Wilson Lower bound Score and Bayesian Approximation for K star scale rating to Rate products

As a maintainer of an online community, which is having a lot of products where user gives a rating to products based on their experience, then it is definite that at some point you have to find an answer to questions like

How you are going to show the product on the page based on filters i.e. like highest voted or lowest voted, etc.? Or
How can you rate a product based on upvotes and downvotes?
How you can give a score to a product which is rated on a K scale by users?

There are some ways you can find a score and rate products accordingly:

Score = Average rating of products
Score = Positive rating - Negative rating
Score = Proportion of Positive ratings

Evan Miller’s famous blog How not to sort, explains why the above two scores are not good ways to rate the product or sort a product.

Lower bound of Wilson score confidence interval for a Bernoulli parameter provides a way to sort a product based on positive and negative ratings.

The idea here is to treat the existing set of user ratings as a statistical sampling of a hypothetical set of user ratings from all users and then use this score.
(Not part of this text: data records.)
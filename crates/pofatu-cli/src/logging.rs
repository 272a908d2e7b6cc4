//! Logging infrastructure using `tracing` and `tracing-subscriber`.
//!
//! # Log Levels
//!
//! - `error`: fatal build and validation errors
//! - `warn`: merge conflicts, unrecognized vocabulary values, orphan rows,
//!   validation problems
//! - `info`: stage progress and summary counts
//! - `debug`: skipped rows, errata decisions, ignored duplicates
//! - `trace`: everything else
//!
//! # Usage
//!
//! ```ignore
//! use pofatu_cli::logging::{LogConfig, init_logging};
//!
//! let config = LogConfig::default().with_level(LevelFilter::DEBUG);
//! init_logging(&config)?;
//! ```

use std::fs::OpenOptions;
use std::io;
use std::path::PathBuf;
use std::sync::Mutex;

use tracing::level_filters::LevelFilter;
use tracing_subscriber::{
    EnvFilter, Layer,
    fmt::{self, MakeWriter, format::FmtSpan},
    layer::SubscriberExt,
    util::SubscriberInitExt,
};

/// Crates whose events follow the configured level; others stay at `warn`.
const WORKSPACE_TARGETS: &[&str] = &[
    "pofatu",
    "pofatu_cli",
    "pofatu_common",
    "pofatu_core",
    "pofatu_ingest",
    "pofatu_model",
    "pofatu_standards",
    "pofatu_validate",
];

/// Configuration for logging behavior.
#[derive(Debug, Clone)]
pub struct LogConfig {
    /// Level for the workspace crates.
    pub level_filter: LevelFilter,
    /// Let `RUST_LOG` replace the level filter when it is set.
    pub use_env_filter: bool,
    pub with_timestamps: bool,
    /// Whether to include target (module path) in log output.
    pub with_target: bool,
    /// Whether to log span close events (json format only).
    pub with_spans: bool,
    pub with_ansi: bool,
    pub format: LogFormat,
    /// Optional log file path. When set, logs are written to the file.
    pub log_file: Option<PathBuf>,
}

/// Log output format.
#[derive(Debug, Clone, Copy, Default, PartialEq, Eq)]
pub enum LogFormat {
    /// Human-readable pretty format with colors.
    #[default]
    Pretty,
    /// Compact single-line format.
    Compact,
    /// JSON format for machine parsing.
    Json,
}

impl Default for LogConfig {
    fn default() -> Self {
        Self {
            level_filter: LevelFilter::WARN,
            use_env_filter: true,
            with_timestamps: false,
            with_target: false,
            with_spans: true,
            with_ansi: true,
            format: LogFormat::default(),
            log_file: None,
        }
    }
}

impl LogConfig {
    #[must_use]
    pub fn with_level(mut self, level_filter: LevelFilter) -> Self {
        self.level_filter = level_filter;
        self
    }

    #[must_use]
    pub fn with_timestamps(mut self, enable: bool) -> Self {
        self.with_timestamps = enable;
        self
    }

    #[must_use]
    pub fn with_ansi(mut self, enable: bool) -> Self {
        self.with_ansi = enable;
        self
    }

    #[must_use]
    pub fn with_format(mut self, format: LogFormat) -> Self {
        self.format = format;
        self
    }

    /// Set the log file path (writes to stderr when None).
    #[must_use]
    pub fn with_log_file(mut self, path: Option<PathBuf>) -> Self {
        self.log_file = path;
        self
    }
}

/// Initialize the global tracing subscriber with the given configuration.
///
/// # Errors
///
/// Returns an error if the log file cannot be opened.
///
/// # Panics
///
/// Panics if a global subscriber is already installed.
pub fn init_logging(config: &LogConfig) -> io::Result<()> {
    if let Some(path) = &config.log_file {
        let file = OpenOptions::new().create(true).append(true).open(path)?;
        init_logging_with_writer(config, Mutex::new(file));
    } else {
        init_logging_with_writer(config, io::stderr);
    }
    Ok(())
}

/// Initialize logging with a custom writer.
pub fn init_logging_with_writer<W>(config: &LogConfig, writer: W)
where
    W: for<'writer> MakeWriter<'writer> + Send + Sync + 'static,
{
    let layer = match config.format {
        LogFormat::Json => fmt::layer()
            .json()
            .with_writer(writer)
            .with_target(config.with_target)
            .with_span_events(if config.with_spans {
                FmtSpan::CLOSE
            } else {
                FmtSpan::NONE
            })
            .boxed(),
        LogFormat::Compact => {
            let layer = fmt::layer()
                .compact()
                .with_writer(writer)
                .with_ansi(config.with_ansi)
                .with_target(config.with_target);
            if config.with_timestamps {
                layer.boxed()
            } else {
                layer.without_time().boxed()
            }
        }
        LogFormat::Pretty => {
            let layer = fmt::layer()
                .with_writer(writer)
                .with_ansi(config.with_ansi)
                .with_target(config.with_target);
            if config.with_timestamps {
                layer.boxed()
            } else {
                layer.without_time().boxed()
            }
        }
    };

    tracing_subscriber::registry()
        .with(build_env_filter(config))
        .with(layer)
        .init();
}

fn build_env_filter(config: &LogConfig) -> EnvFilter {
    if config.use_env_filter
        && let Ok(filter) = EnvFilter::try_from_default_env()
    {
        return filter;
    }
    EnvFilter::new(default_directives(config.level_filter))
}

/// Filter directives: `warn` for dependencies, `level` for workspace crates.
fn default_directives(level: LevelFilter) -> String {
    let level = level.to_string().to_lowercase();
    let mut directives = vec!["warn".to_string()];
    directives.extend(
        WORKSPACE_TARGETS
            .iter()
            .map(|target| format!("{target}={level}")),
    );
    directives.join(",")
}

#[cfg(test)]
mod tests {
    use super::*;

    #[test]
    fn test_default_directives() {
        insta::assert_snapshot!(
            default_directives(LevelFilter::DEBUG),
            @"warn,pofatu=debug,pofatu_cli=debug,pofatu_common=debug,pofatu_core=debug,pofatu_ingest=debug,pofatu_model=debug,pofatu_standards=debug,pofatu_validate=debug"
        );
    }

    #[test]
    fn test_off_level_silences_workspace() {
        assert!(default_directives(LevelFilter::OFF).ends_with("pofatu_validate=off"));
    }
}
//! Reading the Pofatu workbook sheets.
//!
//! # Features
//!
//! - **Sheet sources**: locate the flat CSV file of each sheet, flattening the
//!   Excel workbook once when the files are missing
//! - **Sheet reader**: two fixed header rows, lazy iteration over data rows
//! - **Row merging**: group rows by key columns and merge each group with
//!   cancel-on-mismatch conflict handling
//! - **Parameter index**: measured parameters of the compositional sheet
//!
//! # Example
//!
//! ```ignore
//! use pofatu_ingest::{GroupKey, SheetName, SheetReader, SheetSource, group_rows, merge_group};
//!
//! let source = SheetSource::new("pofatu-data");
//! let reader = SheetReader::new(&source, SheetName::DataSource);
//! for group in group_rows(reader.rows()?, &GroupKey::single(0))? {
//!     let merged = merge_group(group);
//! }
//! ```

mod error;
mod flatten;
mod merge;
mod params;
mod reader;
mod sheet;

// === Error Types ===
pub use error::{IngestError, Result};

// === Sheets ===
pub use sheet::{BIBLIOGRAPHY_FILE, CSV_DIR, SheetName, SheetSource, WORKBOOK_FILE};

// === Workbook Flattening ===
pub use flatten::{WorkbookFlattener, XlsxFlattener};

// === Reading ===
pub use reader::{SheetHeader, SheetReader, SheetRow, SheetRows};

// === Merging ===
pub use merge::{GroupKey, MergeConflict, MergeOutcome, RowGroup, group_rows, merge_group};

// === Parameters ===
pub use params::{PARAMETER_MARKER, ParameterColumn, ParameterIndex};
In other words, what user community would think about upvoting a product with 95% confidence given that we have an existing rating for this product with a sample (subset from the whole community) user ratings.

Therefore if we know what a sample population thinks i.e. user reviews for a product, you can use this to estimate the preferences of the whole community.
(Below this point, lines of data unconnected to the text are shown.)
//! Pofatu data model.
//!
//! Typed records for the entities described by the dataset workbook:
//! contributions and references (data source sheet), samples with their
//! owned location, artefact and site (sample metadata sheet), methods
//! (methodological metadata sheet) and analyses with measurements
//! (compositional data sheet).

pub mod analysis;
pub mod contribution;
pub mod error;
pub mod location;
pub mod method;
pub mod sample;
pub mod vocabulary;

pub use analysis::{Analysis, AnalysisRegistry, Measurement};
pub use contribution::{Contribution, Reference};
pub use error::{ModelError, Result};
pub use location::Location;
pub use method::{Method, MethodKey, MethodReference, parameter_head_word};
pub use sample::{Artefact, Sample, Site};
pub use vocabulary::{
    ANALYZED_MATERIAL_1, ANALYZED_MATERIAL_2, ARTEFACT_ATTRIBUTES, ARTEFACT_CATEGORY,
    ARTEFACT_COLLECTION_TYPE, SAMPLE_CATEGORY, SITE_CONTEXT, SampleCategory, Term, Vocabulary,
    VocabularyStrictness, all_vocabularies, normalize_term,
};
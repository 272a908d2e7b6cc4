use serde::Serialize;

use pofatu_common::slug;

use crate::location::Location;
use crate::vocabulary::{SampleCategory, Term};

/// The artefact a sample was taken from.
#[derive(Debug, Clone, PartialEq, Serialize)]
pub struct Artefact {
    pub id: Option<String>,
    pub name: Option<String>,
    pub category: Term,
    pub attributes: Term,
    pub comment: Option<String>,
    pub source_ids: Vec<String>,
    pub collection_type: Term,
    pub collector: Option<String>,
    pub collection_comment: Option<String>,
}

/// The archaeological site a sample comes from.
#[derive(Debug, Clone, PartialEq, Serialize)]
pub struct Site {
    pub name: Option<String>,
    pub code: Option<String>,
    pub context: Term,
    pub comment: Option<String>,
    pub stratigraphic_position: Option<String>,
    pub stratigraphy_comment: Option<String>,
    pub source_ids: Vec<String>,
}

impl Site {
    /// Case-preserving slug of source ids, name and code.
    pub fn id(&self) -> String {
        let mut raw = self.source_ids.concat();
        raw.push_str(self.name.as_deref().unwrap_or_default());
        raw.push_str(self.code.as_deref().unwrap_or_default());
        slug(&raw, false)
    }
}

/// A sample row from the sample metadata sheet.
#[derive(Debug, Clone, PartialEq, Serialize)]
pub struct Sample {
    pub id: String,
    pub name: Option<String>,
    pub category: Option<SampleCategory>,
    pub comment: Option<String>,
    pub petrography: Option<String>,
    pub source_id: Option<String>,
    pub analyzed_material_1: Term,
    pub analyzed_material_2: Term,
    pub location: Location,
    pub artefact: Artefact,
    pub site: Site,
}

impl Sample {
    /// Every citation key the sample row refers to, in sheet order.
    pub fn citation_keys(&self) -> impl Iterator<Item = &str> {
        self.source_id
            .iter()
            .chain(self.artefact.source_ids.iter())
            .chain(self.site.source_ids.iter())
            .map(String::as_str)
    }
}
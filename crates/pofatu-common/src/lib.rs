//! Shared utilities for Pofatu crates.
//!
//! This crate provides the leaf-level helpers used across the workspace:
//! the sentinel-aware measurement value parser and small text utilities
//! (slugs, semicolon lists, blank checks).

pub mod text;
pub mod value;

// Re-export commonly used functions at crate root for convenience
pub use text::{is_blank, non_empty, semicolon_split, slug};
pub use value::{
    MEASUREMENT_SENTINELS, ParsedValue, RawValue, ValueError, almost_float, format_decimal,
    is_sentinel, parse_sigma, parse_value,
};
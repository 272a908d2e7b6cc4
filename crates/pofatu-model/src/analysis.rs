use std::collections::BTreeSet;
use std::fmt;

use serde::Serialize;

use pofatu_common::format_decimal;

use crate::error::{ModelError, Result};

/// One parameter's value within an analysis.
#[derive(Debug, Clone, PartialEq, Serialize)]
pub struct Measurement {
    pub parameter: String,
    pub value: f64,
    /// The value is an upper bound (`<` / `≤` in the sheet).
    pub less: bool,
    /// Standard deviation.
    pub precision: Option<f64>,
    /// Sigma level of the precision, 1 or 2.
    pub sigma: Option<u8>,
    /// Id of the method used, when it could be resolved.
    pub method_id: Option<String>,
}

impl Measurement {
    pub fn new(parameter: impl Into<String>, value: f64) -> Self {
        Self {
            parameter: parameter.into(),
            value,
            less: false,
            precision: None,
            sigma: None,
            method_id: None,
        }
    }

    #[must_use]
    pub fn with_less(mut self, less: bool) -> Self {
        self.less = less;
        self
    }

    #[must_use]
    pub fn with_precision(mut self, precision: Option<f64>) -> Self {
        self.precision = precision;
        self
    }

    pub fn with_sigma(mut self, sigma: Option<u8>) -> Result<Self> {
        if let Some(level) = sigma
            && !matches!(level, 1 | 2)
        {
            return Err(ModelError::InvalidSigma { value: level });
        }
        self.sigma = sigma;
        Ok(self)
    }

    #[must_use]
    pub fn with_method(mut self, method_id: Option<String>) -> Self {
        self.method_id = method_id;
        self
    }
}

impl fmt::Display for Measurement {
    fn fmt(&self, f: &mut fmt::Formatter<'_>) -> fmt::Result {
        if self.less {
            f.write_str("\u{2264}")?;
        }
        f.write_str(&format_decimal(self.value))?;
        if let Some(precision) = self.precision.filter(|precision| *precision != 0.0) {
            write!(f, "\u{b1}{}", format_decimal(precision))?;
        }
        if let Some(sigma) = self.sigma {
            write!(f, "{sigma}\u{3c3}")?;
        }
        Ok(())
    }
}

/// One measurement session: a method applied to a sample.
#[derive(Debug, Clone, PartialEq, Serialize)]
pub struct Analysis {
    pub id: String,
    pub sample_id: String,
    pub method_id: String,
    pub measurements: Vec<Measurement>,
}

impl Analysis {
    pub fn new(sample_id: impl Into<String>, method_id: impl Into<String>) -> Self {
        let sample_id = sample_id.into();
        let method_id = method_id.into();
        Self {
            id: format!("{sample_id}-{method_id}"),
            sample_id,
            method_id,
            measurements: Vec::new(),
        }
    }

    /// Appends a measurement, rejecting a second value for the same parameter.
    pub fn add_measurement(&mut self, measurement: Measurement) -> Result<()> {
        if self.measurement(&measurement.parameter).is_some() {
            return Err(ModelError::DuplicateMeasurement {
                analysis: self.id.clone(),
                parameter: measurement.parameter,
            });
        }
        self.measurements.push(measurement);
        Ok(())
    }

    pub fn measurement(&self, parameter: &str) -> Option<&Measurement> {
        self.measurements
            .iter()
            .find(|measurement| measurement.parameter == parameter)
    }
}

/// Tracks analysis ids handed out during one ingestion pass.
#[derive(Debug, Default)]
pub struct AnalysisRegistry {
    ids: BTreeSet<String>,
}

impl AnalysisRegistry {
    pub fn new() -> Self {
        Self::default()
    }

    pub fn register(&mut self, analysis: &Analysis) -> Result<()> {
        if !self.ids.insert(analysis.id.clone()) {
            return Err(ModelError::DuplicateAnalysis {
                id: analysis.id.clone(),
            });
        }
        Ok(())
    }

    pub fn len(&self) -> usize {
        self.ids.len()
    }

    pub fn is_empty(&self) -> bool {
        self.ids.is_empty()
    }
}

#[cfg(test)]
mod tests {
    use super::*;

    #[test]
    fn test_measurement_display() {
        let measurement = Measurement::new("P", 4.5)
            .with_precision(Some(1.0))
            .with_sigma(Some(2))
            .unwrap();
        assert_eq!(measurement.to_string(), "4.5\u{b1}1.02\u{3c3}");

        let measurement = Measurement::new("P", 0.3).with_less(true);
        assert_eq!(measurement.to_string(), "\u{2264}0.3");
    }

    #[test]
    fn test_invalid_sigma() {
        let err = Measurement::new("P", 1.0).with_sigma(Some(3)).unwrap_err();
        assert!(matches!(err, ModelError::InvalidSigma { value: 3 }));
    }

    #[test]
    fn test_duplicate_measurement_rejected() {
        let mut analysis = Analysis::new("S1", "Sinton-1997-Database_A");
        assert_eq!(analysis.id, "S1-Sinton-1997-Database_A");
        analysis
            .add_measurement(Measurement::new("SiO2 [wt%]", 45.2))
            .unwrap();
        let err = analysis
            .add_measurement(Measurement::new("SiO2 [wt%]", 47.0))
            .unwrap_err();
        assert!(matches!(err, ModelError::DuplicateMeasurement { .. }));
        assert_eq!(analysis.measurements.len(), 1);
    }

    #[test]
    fn test_duplicate_analysis_rejected() {
        let mut registry = AnalysisRegistry::new();
        registry.register(&Analysis::new("S1", "M_A")).unwrap();
        registry.register(&Analysis::new("S2", "M_A")).unwrap();
        let err = registry.register(&Analysis::new("S1", "M_A")).unwrap_err();
        assert!(matches!(err, ModelError::DuplicateAnalysis { ref id } if id == "S1-M_A"));
        assert_eq!(registry.len(), 2);
    }
}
If there are X positive votes and Y negative votes for a product and we want to understand how popular the product will be across the whole community. We can estimate that with 95% confidence between wilson_lower_bound_score and wilson_upper_bound_score% of users will upvote this product using Wilson Score of confidence interval.

Wilson Score

$\left(\hat{p}+\frac{z_{\alpha / 2}^{2}}{2 n} \pm z_{\alpha / 2} \sqrt{\left[\hat{p}(1-\hat{p})+z_{\alpha / 2}^{2} / 4 n\right] / n}\right) /\left(1+z_{\alpha / 2}^{2} / n\right)$

where, $\hat{p}$=(# of positive ratings)/(Total ratings)
$n$ = Total ratings
$z_{α/2}$= quantile of the standard normal distribution

import math
import scipy.stats as st

def wilson_lower_bound(pos, n, confidence=0.95):
    """
    Function to provide lower bound of wilson score
    :param pos: No of positive ratings
    :param n: Total number of ratings
    :param confidence: Confidence interval, by default is 95 %
    :return: Wilson Lower bound score
    """
    if n == 0:
        return 0
    z = st.norm.ppf(1 - (1 - confidence) / 2)
    phat = 1.0 * pos / n
    return (phat + z * z / (2 * n) - z * math.sqrt((phat * (1 - phat) + z * z / (4 * n)) / n)) / (1 + z * z / n)
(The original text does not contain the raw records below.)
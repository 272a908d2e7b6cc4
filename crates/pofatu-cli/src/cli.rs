//! CLI argument definitions.

use std::path::PathBuf;

use clap::{Args, Parser, Subcommand, ValueEnum};
use clap_verbosity_flag::{Verbosity, WarnLevel};
use colorchoice_clap::Color;
use pofatu_standards::ERRATA_ENV_VAR;

#[derive(Parser)]
#[command(
    name = "pofatu",
    version,
    about = "Pofatu dataset tools - build and check archaeological provenance data",
    long_about = "Build typed records from the Pofatu dataset workbook.\n\n\
                  Reads the five workbook sheets (flattened to CSV on first use),\n\
                  merges duplicate rows and checks citations against the bibliography."
)]
pub struct Cli {
    #[command(subcommand)]
    pub command: Command,

    #[command(flatten)]
    pub source: SourceArgs,

    /// Adjust log verbosity (-v for info, -vv for debug, -q for errors only).
    #[command(flatten)]
    pub verbosity: Verbosity<WarnLevel>,

    /// Control ANSI color output (auto, always, never).
    #[command(flatten)]
    pub color: Color,

    /// Explicit log level (overrides -v/-q flags).
    #[arg(long = "log-level", value_enum, global = true)]
    pub log_level: Option<LogLevelArg>,

    /// Log output format (pretty for human, json for machine parsing).
    #[arg(
        long = "log-format",
        value_enum,
        default_value = "pretty",
        global = true
    )]
    pub log_format: LogFormatArg,

    /// Write logs to a file instead of stderr.
    #[arg(long = "log-file", value_name = "PATH", global = true)]
    pub log_file: Option<PathBuf>,
}

/// Where the dataset lives and how it is read.
#[derive(Debug, Clone, Args)]
pub struct SourceArgs {
    /// Repository directory holding the workbook and the bibliography.
    #[arg(
        long,
        value_name = "DIR",
        env = "POFATU_REPOS",
        default_value = ".",
        global = true
    )]
    pub repos: PathBuf,

    /// Errata file replacing the built-in corrections.
    #[arg(long, value_name = "FILE", env = ERRATA_ENV_VAR, global = true)]
    pub errata: Option<PathBuf>,

    /// Reject values outside the controlled vocabularies.
    #[arg(long, global = true)]
    pub strict: bool,
}

#[derive(Subcommand)]
pub enum Command {
    /// Build entities and print them.
    Dump(DumpArgs),

    /// Check citations, analyses and methods for consistency.
    Check(CheckArgs),

    /// Print entity counts.
    Stats(StatsArgs),

    /// Write the workbook sheets as CSV files.
    Flatten,
}

#[derive(Debug, Clone, Args)]
pub struct DumpArgs {
    /// Entities to print.
    #[arg(long, value_enum, default_value = "all")]
    pub entity: EntityArg,

    /// Print JSON on a single line.
    #[arg(long)]
    pub compact: bool,
}

#[derive(Debug, Clone, Args)]
pub struct CheckArgs {
    /// Bibliography file (default: <REPOS>/POFATU-references.bib).
    #[arg(long, value_name = "FILE")]
    pub bib: Option<PathBuf>,

    /// Stop at the first problem instead of reporting all of them.
    #[arg(long = "fail-fast")]
    pub fail_fast: bool,
}

#[derive(Debug, Clone, Args)]
pub struct StatsArgs {
    /// Print counts as JSON.
    #[arg(long)]
    pub json: bool,
}

/// Entity kinds for `dump`.
#[derive(Debug, Clone, Copy, PartialEq, Eq, ValueEnum)]
pub enum EntityArg {
    All,
    Contributions,
    References,
    Methods,
    Samples,
    Analyses,
    /// One line per measurement, rendered as text.
    Measurements,
}

/// CLI log level choices.
#[derive(Clone, Copy, ValueEnum)]
pub enum LogLevelArg {
    Error,
    Warn,
    Info,
    Debug,
    Trace,
}

/// CLI log format choices.
#[derive(Clone, Copy, ValueEnum)]
pub enum LogFormatArg {
    Pretty,
    Compact,
    Json,
}
//! Error types for validation.

use thiserror::Error;

use crate::problem::Problem;

#[derive(Debug, Error)]
pub enum ValidationError {
    /// First non-fatal problem, raised when no sink collects problems.
    #[error("{0}")]
    Problem(Problem),

    // === Fatal ===
    #[error("duplicate analysis id: {id}")]
    DuplicateAnalysis { id: String },

    #[error("duplicate measurement of {parameter} in analysis {analysis}")]
    DuplicateMeasurement { analysis: String, parameter: String },
}

pub type Result<T> = std::result::Result<T, ValidationError>;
Wilson Confidence Interval considers binomial distribution for score calculation i.e. it considers only positive and negative ratings. If your product is rated on 5 scale rating, then we can convert ratings {1-3} into negative and {4,5} to positive rating and can calculate wilson score.

Lets look at some examples:

If a product is rated across each category uniformly [10, 10, 10, 10, 10], i.e. 10 votes for rating {1-5}, then wilson_lower_bound(20,50,.95), avg_rating([10, 10, 10, 10, 10]) => (0.2760838973025655, 3.0)
A product receives only one rating i.e. positive and one product receives 10 positive and 2 negative ratings: in that case value of product having more ratings should be greater wilson_lower_bound(1,1,0.95) < wilson_lower_bound(10,12,0.95) , which is true.
Product having ratings A: (209 up and 50 down votes) and B: (118 up and 25 down) wilson_lower_bound(209,259,0.95) < wilson_lower_bound(118,143,0.95)
Suppose one product receives [5, 10, 20, 0, 0] ratings, then wilson_lower_bound(0,35,0.95) = 0, If any product does not have any positive ratings associated with it then the Wilson score is zero.
Wilson Score can not be applied to new product which is yet to receive any rating, if using above implementation wilson_lower_bound(0,0,0.95) = 0.

Wilson score gives us the zero value for both the product which does not received any positive user rating and to product which is new and yet to receive any rating, which essentially does not make any sense as this implies no user rated product is same as product having lower ratings. Also, it is not clear how tight the lower bound is i.e., how far it deviates away from the “real” proportion of thumb-ups [1]. It does not seem intuitive to convert items rated on five star scale to convert to up votes and down votes for calculating scores to follow binomial distribution.

Bayesian Approximation

Bayesian Approximation provides a way to give a score to product when they are rated on star scale.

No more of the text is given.